En un comunicado oficial emitido este sábado, el Ministerio de Economía, a través del Banco Central de Bolivia (BCB), estableció que “dejan de tener validez legal los billetes de los cortes de Bs 10, Bs 20 y Bs 50 de la Serie B, correspondientes a la Nueva Familia de Billetes de Boliviano”, medida que responde directamente al siniestro del avión militar ocurrido el 27 de febrero en El Alto, La Paz.
El BCB explicó que todos esos billetes “quedan inhabilitados para su uso y circulación”, aunque aclaró que las personas que los hayan obtenido de forma legal podrán canjearlos en el sistema financiero por su equivalente en valor, según un calendario que será anunciado en los próximos días.
El comunicado añade que el Banco dispone de la identificación y numeración de todos los billetes de esos cortes que circulan de forma legal, por lo que bajo ninguna circunstancia quienes cuentan con ellos perderán su valor, siempre y cuando puedan comprobar su origen legítimo.
Además, el BCB destacó que los billetes que se encontraban en el avión siniestrado “están debidamente numerados e identificados” y advirtió que si sus portadores intentan hacerlos circular o introducirlos en el sistema financiero, “serán pasibles a las sanciones establecidas por ley”.
La autoridad monetaria recomendó a la población “abstenerse de usar los billetes de los cortes de Bs 10, Bs 20 y Bs 50 de la Serie B” y anunció que pondrá en marcha una campaña informativa para orientar a la población sobre cómo identificar esos billetes, con el fin de evitar confusiones y fraudes.
Intento de recolección y quemas
El siniestro ocurrido en El Alto, donde un avión Hércules C-130 de la Fuerza Aérea Boliviana se salió de la pista y se estrelló dejando múltiples víctimas y heridos, también dejó al descubierto un hecho inusual: tras el impacto, numerosos billetes que eran parte de la carga quedaron esparcidos en la vía pública y muchos vecinos ingresaron al área del accidente para recoger fajos de dinero.
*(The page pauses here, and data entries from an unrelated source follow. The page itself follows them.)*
//! CLI command definitions, routing, and tracing setup.

use std::path::PathBuf;
use std::sync::Arc;

use battlecard_core::{run_bulk, run_pipeline, PipelineOptions, PipelinePorts};
use battlecard_engine::ProgressReporter;
use battlecard_shared::{
    config_dir, config_file_path, init_config, load_config, Phase, RunStatus,
};
use battlecard_storage::Storage;
use clap::{Parser, Subcommand};
use color_eyre::eyre::{eyre, Result};
use indicatif::{ProgressBar, ProgressStyle};
use tracing::info;

/// Database file under the config directory.
const DB_FILE_NAME: &str = "battlecard.db";

// ---------------------------------------------------------------------------
// CLI structure
// ---------------------------------------------------------------------------

/// BattleCard — research a company into a sales battle card.
#[derive(Parser)]
#[command(
    name = "battlecard",
    version,
    about = "Generate competitive battle cards from public company information.",
    long_about = None,
)]
pub(crate) struct Cli {
    /// Log format: text (default) or json.
    #[arg(long, default_value = "text", global = true)]
    pub log_format: LogFormat,

    /// Verbosity level (-v, -vv, -vvv).
    #[arg(short, long, action = clap::ArgAction::Count, global = true)]
    pub verbose: u8,

    #[command(subcommand)]
    pub command: Command,
}

/// Log output format.
#[derive(Clone, Debug, clap::ValueEnum)]
pub(crate) enum LogFormat {
    Text,
    Json,
}

/// Top-level CLI subcommands.
#[derive(Subcommand)]
pub(crate) enum Command {
    /// Generate a battle card for one company.
    Run {
        /// Company name to research.
        company: String,

        /// Output directory for the artifacts (defaults to config).
        #[arg(short, long)]
        out: Option<String>,
    },

    /// Generate battle cards for every company in a file, one name per line.
    Bulk {
        /// Input file; blank lines and lines starting with '#' are skipped.
        file: String,

        /// Maximum companies processed in parallel.
        #[arg(short, long, default_value = "3")]
        concurrency: u32,

        /// Output directory for the artifacts (defaults to config).
        #[arg(short, long)]
        out: Option<String>,
    },

    /// List registered runs.
    List,

    /// Configuration management.
    Config {
        /// Config subcommand.
        #[command(subcommand)]
        action: ConfigAction,
    },
}

/// Config subcommands.
#[derive(Subcommand)]
pub(crate) enum ConfigAction {
    /// Initialize config file with defaults.
    Init,
    /// Show resolved configuration.
    Show,
}

// ---------------------------------------------------------------------------
// Tracing setup
// ---------------------------------------------------------------------------

/// Initialize tracing based on CLI flags.
pub(crate) fn init_tracing(cli: &Cli) {
    use tracing_subscriber::{EnvFilter, fmt};

    let filter = match cli.verbose {
        0 => "battlecard=info",
        1 => "battlecard=debug",
        _ => "battlecard=trace",
    };

    let env_filter = EnvFilter::try_from_default_env().unwrap_or_else(|_| EnvFilter::new(filter));

    match cli.log_format {
        LogFormat::Text => {
            fmt()
                .with_env_filter(env_filter)
                .with_target(false)
                .init();
        }
        LogFormat::Json => {
            fmt().json().with_env_filter(env_filter).init();
        }
    }
}

// ---------------------------------------------------------------------------
// Command dispatch
// ---------------------------------------------------------------------------

/// Run the CLI command.
pub(crate) async fn run(cli: Cli) -> Result<()> {
    match cli.command {
        Command::Run { company, out } => cmd_run(&company, out.as_deref()).await,
        Command::Bulk {
            file,
            concurrency,
            out,
        } => cmd_bulk(&file, concurrency, out.as_deref()).await,
        Command::List => cmd_list().await,
        Command::Config { action } => match action {
            ConfigAction::Init => cmd_config_init().await,
            ConfigAction::Show => cmd_config_show().await,
        },
    }
}

// ---------------------------------------------------------------------------
// Command handlers
// ---------------------------------------------------------------------------

async fn open_storage() -> Result<Arc<Storage>> {
    let db_path = config_dir()?.join(DB_FILE_NAME);
    Ok(Arc::new(Storage::open(&db_path).await?))
}

async fn cmd_run(company: &str, out: Option<&str>) -> Result<()> {
    let config = load_config()?;
    let ports = PipelinePorts::from_config(&config)?;

    let mut options = PipelineOptions::from_config(&config);
    if let Some(out) = out {
        options.output_dir = PathBuf::from(out);
    }

    let storage = open_storage().await?;
    info!(company, out = %options.output_dir.display(), "generating battle card");

    let reporter = CliProgress::new();
    let report = run_pipeline(company, &ports, &options, &reporter, Some(storage)).await?;

    match report.status {
        RunStatus::Complete => {
            let state = &report.state;
            println!();
            println!("  Battle card generated!");
            println!("  Company:     {}", state.company_name);
            println!("  Run:         {}", report.run_id);
            println!(
                "  Website:     {}",
                state.official_site.as_deref().unwrap_or("not found")
            );
            println!("  Competitors: {}", state.competitors.len());
            println!(
                "  Pricing:     {}",
                match &state.pricing_record {
                    Some(record) => format!("{} plans", record.len()),
                    None => "not available".to_string(),
                }
            );
            println!("  News items:  {}", state.news_items.len());
            if !state.errors.is_empty() {
                println!("  Warnings:    {} (see log)", state.errors.len());
            }
            println!(
                "  Card:        {}",
                state.artifact_path.as_deref().unwrap_or("-")
            );
            println!("  Time:        {:.1}s", report.elapsed.as_secs_f64());
            println!();
            Ok(())
        }
        RunStatus::Failed => {
            println!();
            println!("  Run failed for {}.", report.state.company_name);
            for entry in &report.state.errors {
                println!(
                    "    {} (attempt {}) [{}]: {}",
                    entry.phase, entry.attempt, entry.kind, entry.message
                );
            }
            println!();
            Err(eyre!("battle card generation failed for '{company}'"))
        }
    }
}

async fn cmd_bulk(file: &str, concurrency: u32, out: Option<&str>) -> Result<()> {
    let content = std::fs::read_to_string(file)
        .map_err(|e| eyre!("cannot read company list '{file}': {e}"))?;
    let companies: Vec<String> = content
        .lines()
        .map(str::trim)
        .filter(|line| !line.is_empty() && !line.starts_with('#'))
        .map(String::from)
        .collect();
    if companies.is_empty() {
        return Err(eyre!("'{file}' contains no company names"));
    }

    let config = load_config()?;
    let ports = PipelinePorts::from_config(&config)?;
    let mut options = PipelineOptions::from_config(&config);
    if let Some(out) = out {
        options.output_dir = PathBuf::from(out);
    }
    let storage = open_storage().await?;

    info!(
        companies = companies.len(),
        concurrency, "starting bulk generation"
    );
    println!("  Processing {} companies...", companies.len());

    let report = run_bulk(companies, concurrency, ports, options, Some(storage)).await;

    println!();
    for outcome in &report.outcomes {
        match outcome.status {
            RunStatus::Complete => println!(
                "  ok    {} -> {}",
                outcome.company,
                outcome.artifact_path.as_deref().unwrap_or("-")
            ),
            RunStatus::Failed => println!(
                "  FAIL  {} ({})",
                outcome.company,
                outcome.error.as_deref().unwrap_or("unknown error")
            ),
        }
    }
    println!();
    println!(
        "  Batch complete: {}/{} succeeded.",
        report.completed(),
        report.outcomes.len()
    );
    let failed = report.failed_companies();
    if !failed.is_empty() {
        println!("  Failed companies: {}", failed.join(", "));
    }
    println!();
    Ok(())
}

async fn cmd_list() -> Result<()> {
    let storage = open_storage().await?;
    let runs = storage.list_runs().await?;

    if runs.is_empty() {
        println!("No runs recorded yet. Try `battlecard run <company>`.");
        return Ok(());
    }

    println!();
    for run in runs {
        println!(
            "  {}  {:10}  {}  {}",
            run.started_at,
            run.status,
            run.company,
            run.artifact_path.as_deref().unwrap_or("-")
        );
    }
    println!();
    Ok(())
}

async fn cmd_config_init() -> Result<()> {
    let path = init_config()?;
    println!("Config file created at {}", path.display());
    Ok(())
}

async fn cmd_config_show() -> Result<()> {
    let config = load_config()?;
    let path = config_file_path()?;
    println!("# resolved config ({})", path.display());
    println!("{}", toml::to_string_pretty(&config)?);
    Ok(())
}

// ---------------------------------------------------------------------------
// CLI progress reporter
// ---------------------------------------------------------------------------

/// CLI progress reporter using an indicatif spinner.
struct CliProgress {
    spinner: ProgressBar,
}

impl CliProgress {
    fn new() -> Self {
        let spinner = ProgressBar::new_spinner();
        spinner.set_style(
            ProgressStyle::with_template("{spinner:.cyan} {msg}")
                .unwrap()
                .tick_strings(&["⠋", "⠙", "⠹", "⠸", "⠼", "⠴", "⠦", "⠧", "⠇", "⠏"]),
        );
        spinner.enable_steady_tick(std::time::Duration::from_millis(80));
        Self { spinner }
    }

    fn phase_label(phase: Phase) -> &'static str {
        match phase {
            Phase::Detect => "Researching company",
            Phase::Price => "Collecting pricing",
            Phase::Intelligence => "Gathering news",
            Phase::Synthesize => "Writing battle card",
            Phase::Deliver => "Saving artifacts",
        }
    }
}

impl ProgressReporter for CliProgress {
    fn phase(&self, phase: Phase, attempt: u32) {
        let label = Self::phase_label(phase);
        if attempt > 1 {
            self.spinner
                .set_message(format!("{label} (attempt {attempt})"));
        } else {
            self.spinner.set_message(label);
        }
    }

    fn finished(&self, _status: RunStatus) {
        self.spinner.finish_and_clear();
    }
}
Medios nacionales e internacionales documentaron cómo personas chocaban barreras de seguridad y avanzaban por el sitio en medio de la emergencia para hacerse con los billetes dispersos entre restos del avión y de vehículos afectados.
La presencia de civiles complicó las labores de rescate y control, por lo que fuerzas policiales y militares tuvieron que intervenir con gas lacrimógeno y medidas de dispersión para evitar que el acceso al lugar siguiera entorpeciendo las labores de respuesta.
Posteriormente, y tras asegurar que el dinero no tenía valor de curso legal por no haber entrado al proceso formal de monetización, autoridades procedieron a incinerar parte de los billetes recuperados, una medida que busca evitar que estos ejemplares se utilicen de forma irregular o sean revendidos en mercados informales.